Stacked Graph Approaches for Linear Series
These approaches work for data that can be aggregated so that the overall size of the graph is meaningful.
IBM History Flow was used to create compelling images of editing patterns to Wikipedia pages and illustrates the number of users involved in addition to the page length (so the more radical revisions are visible as large “steps” – edit wars become zigzags.). The researchers used the Wikipedia revision history and token matching to detect changes between versions. The program was written in Java but is not available for direct download.
Spiral Graphs for Cyclic Series
Here, the axis is arranged spirally and scaled according to periodicity in the data. If not known in advance, periodicity may be detected by either animating through different cycle lengths (see a good example at EagerEyes) or by computing a spectrum using Fourier transform (for regularly spaced data) or least squares fitting of sine and cosine functions. The spiral shape and the distance between plotted points are fairly easy to calculate. The example on the left shows daily sunshine intensity, with cloudiness between days easily comparable. The formulae to compute the spiral and scale the plotting are available in the paper below by Weber et al. Some code to create a spiral plot in R using ggplot2 is avaiable.

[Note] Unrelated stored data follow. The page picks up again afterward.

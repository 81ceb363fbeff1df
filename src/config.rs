use clap::{Parser, Subcommand};
use config::{Config, ConfigError, Environment, File};
use serde::{Deserialize, Serialize};
use std::path::{Path, PathBuf};

use crate::db::guard::StatementPolicy;

/// Environment prefix for overrides, e.g. `NL_SQLITE__LLM__MODEL`.
const ENV_PREFIX: &str = "NL_SQLITE";

/// Bare variable consulted for the model credential when nothing else sets it.
const API_KEY_VAR: &str = "GROQ_API_KEY";

#[derive(Debug, Deserialize, Serialize, Clone)]
pub struct WebConfig {
    pub host: String,
    pub port: u16,
}

#[derive(Debug, Deserialize, Serialize, Clone)]
pub struct LlmConfig {
    pub backend: String, // "groq", "openai" or "ollama"
    pub model: String,
    pub api_key: Option<String>,
    pub api_url: Option<String>,
    pub timeout_secs: u64,
    pub temperature: f32,
}

#[derive(Debug, Deserialize, Serialize, Clone)]
pub struct PipelineConfig {
    /// Send the extracted schema along with the question.
    pub include_schema: bool,
    /// Accept `.sql` scripts in addition to `.db` files.
    pub accept_scripts: bool,
    pub statement_policy: StatementPolicy,
    /// Database queried when a request carries no upload.
    pub default_database: Option<PathBuf>,
}

#[derive(Debug, Deserialize, Serialize, Clone)]
pub struct UploadConfig {
    pub temp_dir: PathBuf,
    pub max_bytes: usize,
}

#[derive(Debug, Deserialize, Serialize, Clone)]
#[serde(default)]
pub struct AppConfig {
    pub web: WebConfig,
    pub llm: LlmConfig,
    pub pipeline: PipelineConfig,
    pub upload: UploadConfig,
}

#[derive(Parser, Debug)]
#[command(author, version, about, long_about = None)]
pub struct CliArgs {
    /// Path to configuration file
    #[arg(short, long, value_name = "FILE")]
    pub config: Option<PathBuf>,

    /// Path to a secrets file holding the model API key
    #[arg(long, value_name = "FILE")]
    pub secrets: Option<PathBuf>,

    /// Host to bind to
    #[arg(long)]
    pub host: Option<String>,

    /// Port to bind to
    #[arg(short, long)]
    pub port: Option<u16>,

    /// Directory for temporary upload databases
    #[arg(long)]
    pub temp_dir: Option<PathBuf>,

    #[command(subcommand)]
    pub command: Option<Command>,
}

#[derive(Subcommand, Debug, Clone)]
pub enum Command {
    /// Run the web server (default)
    Serve,
    /// Write the demo student database and print its rows
    Seed {
        #[arg(long, default_value = "student.db")]
        path: PathBuf,
    },
}

impl AppConfig {
    pub fn new(args: &CliArgs) -> Result<Self, ConfigError> {
        // Start with default configuration
        let mut config_builder = Config::builder().add_source(Config::try_from(&AppConfig::default())?);

        // Add configuration from file if specified
        if let Some(config_path) = &args.config {
            config_builder = config_builder.add_source(File::from(config_path.as_path()));
        } else {
            // Check for config in default locations
            let default_locations = vec![
                "config.toml",
                "config/config.toml",
                "/etc/nl-sqlite/config.toml",
            ];

            for location in default_locations {
                if Path::new(location).exists() {
                    config_builder =
                        config_builder.add_source(File::new(location, config::FileFormat::Toml));
                    break;
                }
            }
        }

        let secrets_path = args
            .secrets
            .clone()
            .or_else(|| Some(PathBuf::from("secrets.toml")).filter(|p| p.exists()));
        if let Some(path) = &secrets_path {
            config_builder = config_builder.add_source(File::from(path.as_path()));
        }

        config_builder = config_builder.add_source(
            Environment::with_prefix(ENV_PREFIX)
                .separator("__")
                .try_parsing(true),
        );

        // Build the config
        let mut config: AppConfig = config_builder.build()?.try_deserialize()?;

        if config.llm.api_key.is_none() {
            config.llm.api_key = match &secrets_path {
                Some(path) => secret_from_file(path)?,
                None => None,
            }
            .or_else(|| std::env::var(API_KEY_VAR).ok())
            .filter(|key| !key.trim().is_empty());
        }

        // Override with command line args if provided
        if let Some(host) = &args.host {
            config.web.host = host.clone();
        }
        if let Some(port) = args.port {
            config.web.port = port;
        }
        if let Some(temp_dir) = &args.temp_dir {
            config.upload.temp_dir = temp_dir.clone();
        }

        Ok(config)
    }
}

/// Reads a top-level `GROQ_API_KEY` entry from a secrets file.
fn secret_from_file(path: &Path) -> Result<Option<String>, ConfigError> {
    let secrets = Config::builder().add_source(File::from(path)).build()?;
    Ok(secrets
        .get_string(API_KEY_VAR)
        .or_else(|_| secrets.get_string(&API_KEY_VAR.to_lowercase()))
        .ok())
}

// Default implementation
impl Default for AppConfig {
    fn default() -> Self {
        Self {
            web: WebConfig {
                host: "127.0.0.1".to_string(),
                port: 8501,
            },
            llm: LlmConfig {
                backend: "groq".to_string(),
                model: "llama3-8b-8192".to_string(),
                api_key: None,
                api_url: None,
                timeout_secs: 60,
                temperature: 0.0,
            },
            pipeline: PipelineConfig {
                include_schema: true,
                accept_scripts: true,
                statement_policy: StatementPolicy::ReadOnly,
                default_database: None,
            },
            upload: UploadConfig {
                temp_dir: std::env::temp_dir().join("nl-sqlite"),
                max_bytes: 200 * 1024 * 1024,
            },
        }
    }
}

#[cfg(test)]
mod tests {
    use super::*;
    use std::io::Write;
    use tempfile::NamedTempFile;

    fn args_with(config: Option<PathBuf>, secrets: Option<PathBuf>) -> CliArgs {
        CliArgs {
            config,
            secrets,
            host: None,
            port: None,
            temp_dir: None,
            command: None,
        }
    }

    #[test]
    fn test_file_overrides_defaults() {
        let mut file = tempfile::Builder::new().suffix(".toml").tempfile().unwrap();
        writeln!(
            file,
            "[llm]\nbackend = \"ollama\"\nmodel = \"sqlcoder\"\napi_key = \"from-file\"\n\n[pipeline]\ninclude_schema = false\nstatement_policy = \"read_write\""
        )
        .unwrap();

        let config = AppConfig::new(&args_with(Some(file.path().to_path_buf()), None)).unwrap();

        assert_eq!(config.llm.backend, "ollama");
        assert_eq!(config.llm.model, "sqlcoder");
        assert_eq!(config.llm.api_key.as_deref(), Some("from-file"));
        assert!(!config.pipeline.include_schema);
        assert!(config.pipeline.accept_scripts);
        assert_eq!(config.pipeline.statement_policy, StatementPolicy::ReadWrite);
        assert_eq!(config.web.port, 8501);
    }

    #[test]
    fn test_secrets_file_supplies_api_key() {
        let mut config_file = tempfile::Builder::new().suffix(".toml").tempfile().unwrap();
        writeln!(config_file, "[web]\nport = 9000").unwrap();
        let mut secrets: NamedTempFile = tempfile::Builder::new().suffix(".toml").tempfile().unwrap();
        writeln!(secrets, "GROQ_API_KEY = \"gsk-test\"").unwrap();

        let config = AppConfig::new(&args_with(
            Some(config_file.path().to_path_buf()),
            Some(secrets.path().to_path_buf()),
        ))
        .unwrap();

        assert_eq!(config.llm.api_key.as_deref(), Some("gsk-test"));
        assert_eq!(config.web.port, 9000);
    }

    #[test]
    fn test_cli_overrides_win() {
        let mut file = tempfile::Builder::new().suffix(".toml").tempfile().unwrap();
        writeln!(file, "[web]\nhost = \"0.0.0.0\"\nport = 9000").unwrap();
        let mut args = args_with(Some(file.path().to_path_buf()), None);
        args.port = Some(9100);
        args.temp_dir = Some(PathBuf::from("/tmp/uploads"));

        let config = AppConfig::new(&args).unwrap();

        assert_eq!(config.web.host, "0.0.0.0");
        assert_eq!(config.web.port, 9100);
        assert_eq!(config.upload.temp_dir, PathBuf::from("/tmp/uploads"));
    }
}
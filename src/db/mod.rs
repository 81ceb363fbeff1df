pub mod executor;
pub mod guard;
pub mod schema;
pub mod seed;
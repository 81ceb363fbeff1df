use minijinja::HtmlEscape;
use regex::Regex;
use serde::Serialize;
use std::sync::LazyLock;

use crate::pipeline::{QueryReport, Stage};

pub const NO_DATA_MESSAGE: &str = "No data returned.";

/// What the result area of the page shows for one request.
#[derive(Debug, Serialize, PartialEq)]
#[serde(tag = "kind", rename_all = "snake_case")]
pub enum ResultView {
    Table {
        columns: Vec<String>,
        rows: Vec<Vec<String>>,
        execution_time_ms: u64,
    },
    NoData {
        message: String,
        rows_affected: Option<usize>,
    },
    Error {
        stage: Stage,
        message: String,
    },
}

impl ResultView {
    pub fn from_report(report: &QueryReport) -> Self {
        match &report.outcome {
            Ok(result) if result.is_empty() => ResultView::NoData {
                message: match result.rows_affected {
                    Some(n) => format!("{} rows affected.", n),
                    None => NO_DATA_MESSAGE.to_string(),
                },
                rows_affected: result.rows_affected,
            },
            Ok(result) => ResultView::Table {
                columns: result.columns.clone(),
                rows: result
                    .rows
                    .iter()
                    .map(|row| row.iter().map(|cell| cell.to_string()).collect())
                    .collect(),
                execution_time_ms: result.execution_time_ms,
            },
            Err(e) => ResultView::Error {
                stage: e.stage(),
                message: e.to_string(),
            },
        }
    }
}

static SQL_KEYWORD: LazyLock<Regex> = LazyLock::new(|| {
    Regex::new(
        r"(?i)\b(SELECT|DISTINCT|FROM|WHERE|AND|OR|NOT|IN|IS|NULL|LIKE|BETWEEN|AS|ON|JOIN|INNER|LEFT|RIGHT|OUTER|CROSS|GROUP|BY|ORDER|HAVING|LIMIT|OFFSET|UNION|ALL|WITH|CASE|WHEN|THEN|ELSE|END|ASC|DESC|COUNT|SUM|AVG|MIN|MAX|INSERT|INTO|VALUES|UPDATE|SET|DELETE|EXPLAIN)\b",
    )
    .expect("keyword pattern is valid")
});

/// Escapes `sql` for HTML and wraps keywords in `<span class="kw">`.
pub fn highlight_sql(sql: &str) -> String {
    // Keywords never match inside an escape entity
    let escaped = HtmlEscape(sql).to_string();
    SQL_KEYWORD
        .replace_all(&escaped, r#"<span class="kw">$1</span>"#)
        .into_owned()
}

The right hand example – Flickr Flow – combines the spiral graph and stacked graph approaches, showing predominant colours in Flickr Photos by season (summer at top, autumn on right, winter bottom, spring on left).
Calendar Views for daily data points
Evolutionary / Version paths
This type of visualisation has a long history. A stemma codicum is used by philologists (text scholars) to track versions of a manuscript, based on modifications that can be tracked over time from an original version. This example tracks versions of Dante’s Divine Comedy between 1321 and 1355
A modern equivalent is the visualisation of source code repositories, such as the network viewer on GitHub. The following shows some recent activity on Node.js repositories. Users are shown down the left, with the timeline along the top. Each node is a “commit” to the repository. Connections between repositories via forking and merging changes are shown, along with major releases:
AIGNER, W., MIKSCH, S., MULLER, W., SCHUMANN, H. and TOMINSKI, C., 2008. Visual methods for analyzing time-oriented data. Visualization and Computer Graphics, IEEE Transactions on, 14(1), pp. 47-60
BYRON, L. and WATTENBERG, M., 2008. Stacked Graphs – Geometry & Aesthetics.
MAZZA, R., 2009. Introduction to information visualization. London: Springer.
VIÉGAS, F.B., WATTENBERG, M. and DAVE, K., 2004. Studying cooperation and conflict between authors with history flow visualizations. http://alumni.media.mit.edu/~fviegas/papers/history_flow.pdf
WEBER, M., ALEXA, M. and MULLER, W., 2001. visualizing time-series on spirals.